**AVAILABLE RECORDS:**
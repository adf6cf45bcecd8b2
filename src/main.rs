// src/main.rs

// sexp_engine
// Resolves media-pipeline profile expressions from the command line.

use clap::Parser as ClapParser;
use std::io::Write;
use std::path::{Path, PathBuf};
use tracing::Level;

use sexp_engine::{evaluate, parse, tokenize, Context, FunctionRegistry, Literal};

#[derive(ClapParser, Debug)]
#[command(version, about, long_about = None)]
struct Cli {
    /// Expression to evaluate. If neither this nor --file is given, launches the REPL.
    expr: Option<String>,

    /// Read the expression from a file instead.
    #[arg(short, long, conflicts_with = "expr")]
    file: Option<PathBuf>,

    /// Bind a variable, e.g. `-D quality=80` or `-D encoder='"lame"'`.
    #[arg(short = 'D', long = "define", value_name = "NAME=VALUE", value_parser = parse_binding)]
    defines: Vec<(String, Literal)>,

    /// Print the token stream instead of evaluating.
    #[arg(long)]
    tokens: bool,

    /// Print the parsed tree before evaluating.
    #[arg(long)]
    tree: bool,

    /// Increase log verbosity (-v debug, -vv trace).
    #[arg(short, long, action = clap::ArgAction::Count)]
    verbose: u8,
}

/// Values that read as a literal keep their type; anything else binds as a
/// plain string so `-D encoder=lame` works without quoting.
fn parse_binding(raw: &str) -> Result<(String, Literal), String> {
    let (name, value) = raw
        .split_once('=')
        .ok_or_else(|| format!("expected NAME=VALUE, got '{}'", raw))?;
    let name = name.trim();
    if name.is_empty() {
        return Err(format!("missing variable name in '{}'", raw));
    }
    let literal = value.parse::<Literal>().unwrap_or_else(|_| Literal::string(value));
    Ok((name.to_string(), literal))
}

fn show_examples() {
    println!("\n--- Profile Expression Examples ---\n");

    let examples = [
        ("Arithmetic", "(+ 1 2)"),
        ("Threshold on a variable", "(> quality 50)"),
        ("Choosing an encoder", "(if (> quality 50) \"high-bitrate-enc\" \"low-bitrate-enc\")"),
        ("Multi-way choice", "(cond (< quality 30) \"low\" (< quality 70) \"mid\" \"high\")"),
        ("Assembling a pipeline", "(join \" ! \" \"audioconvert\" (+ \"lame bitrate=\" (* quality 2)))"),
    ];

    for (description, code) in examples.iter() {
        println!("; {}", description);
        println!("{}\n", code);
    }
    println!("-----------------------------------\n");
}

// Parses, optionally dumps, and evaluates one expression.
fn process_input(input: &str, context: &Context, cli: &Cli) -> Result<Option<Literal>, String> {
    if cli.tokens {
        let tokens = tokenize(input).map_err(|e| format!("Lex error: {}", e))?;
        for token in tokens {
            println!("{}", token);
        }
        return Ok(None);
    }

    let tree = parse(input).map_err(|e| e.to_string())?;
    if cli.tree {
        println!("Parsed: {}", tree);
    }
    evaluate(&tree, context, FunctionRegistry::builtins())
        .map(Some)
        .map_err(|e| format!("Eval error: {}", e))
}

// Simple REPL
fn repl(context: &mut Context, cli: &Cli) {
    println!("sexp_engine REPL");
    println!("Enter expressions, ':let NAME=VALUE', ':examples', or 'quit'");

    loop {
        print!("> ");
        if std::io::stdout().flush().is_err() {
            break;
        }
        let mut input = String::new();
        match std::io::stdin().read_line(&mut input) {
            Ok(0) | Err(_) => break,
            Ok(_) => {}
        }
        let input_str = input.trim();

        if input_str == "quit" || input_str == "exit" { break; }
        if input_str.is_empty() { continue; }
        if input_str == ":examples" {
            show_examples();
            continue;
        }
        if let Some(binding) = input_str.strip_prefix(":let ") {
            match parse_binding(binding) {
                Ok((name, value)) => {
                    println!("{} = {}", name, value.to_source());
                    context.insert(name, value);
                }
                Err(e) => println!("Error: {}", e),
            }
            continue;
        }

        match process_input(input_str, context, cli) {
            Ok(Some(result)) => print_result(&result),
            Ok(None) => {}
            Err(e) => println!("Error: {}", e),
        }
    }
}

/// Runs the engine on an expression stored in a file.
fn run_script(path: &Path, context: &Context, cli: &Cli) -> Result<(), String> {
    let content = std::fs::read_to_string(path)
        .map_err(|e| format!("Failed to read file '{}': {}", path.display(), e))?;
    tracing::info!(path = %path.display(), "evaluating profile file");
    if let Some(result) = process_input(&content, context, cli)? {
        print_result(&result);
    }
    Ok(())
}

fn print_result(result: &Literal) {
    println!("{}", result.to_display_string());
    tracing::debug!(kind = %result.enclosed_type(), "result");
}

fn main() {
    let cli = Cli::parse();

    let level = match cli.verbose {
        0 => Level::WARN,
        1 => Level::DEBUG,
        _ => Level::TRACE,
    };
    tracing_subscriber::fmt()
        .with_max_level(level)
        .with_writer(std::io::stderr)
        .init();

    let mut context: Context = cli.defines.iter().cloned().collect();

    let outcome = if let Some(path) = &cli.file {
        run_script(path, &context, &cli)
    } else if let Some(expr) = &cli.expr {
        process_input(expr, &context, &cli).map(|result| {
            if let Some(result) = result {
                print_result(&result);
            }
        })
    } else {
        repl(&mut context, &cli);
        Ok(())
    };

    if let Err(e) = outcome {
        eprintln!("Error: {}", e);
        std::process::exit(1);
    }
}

**WORK ORDER:** Above are the records; please copy exactly their first line and each line after it through the line containing "a variable, e.g.", and no line after that.

**SOLVED PROBLEM:**
repository adf6cf45bcecd8b2
filename src/main.rs
// src/main.rs

// sexp_engine
// Resolves media-pipeline profile expressions from the command line.

use clap::Parser as ClapParser;
use std::io::Write;
use std::path::{Path, PathBuf};
use tracing::Level;

use sexp_engine::{evaluate, parse, tokenize, Context, FunctionRegistry, Literal};

#[derive(ClapParser, Debug)]
#[command(version, about, long_about = None)]
struct Cli {
    /// Expression to evaluate. If neither this nor --file is given, launches the REPL.
    expr: Option<String>,

    /// Read the expression from a file instead.
    #[arg(short, long, conflicts_with = "expr")]
    file: Option<PathBuf>,

    /// Bind a variable, e.g. `-D quality=80` or `-D encoder='"lame"'`.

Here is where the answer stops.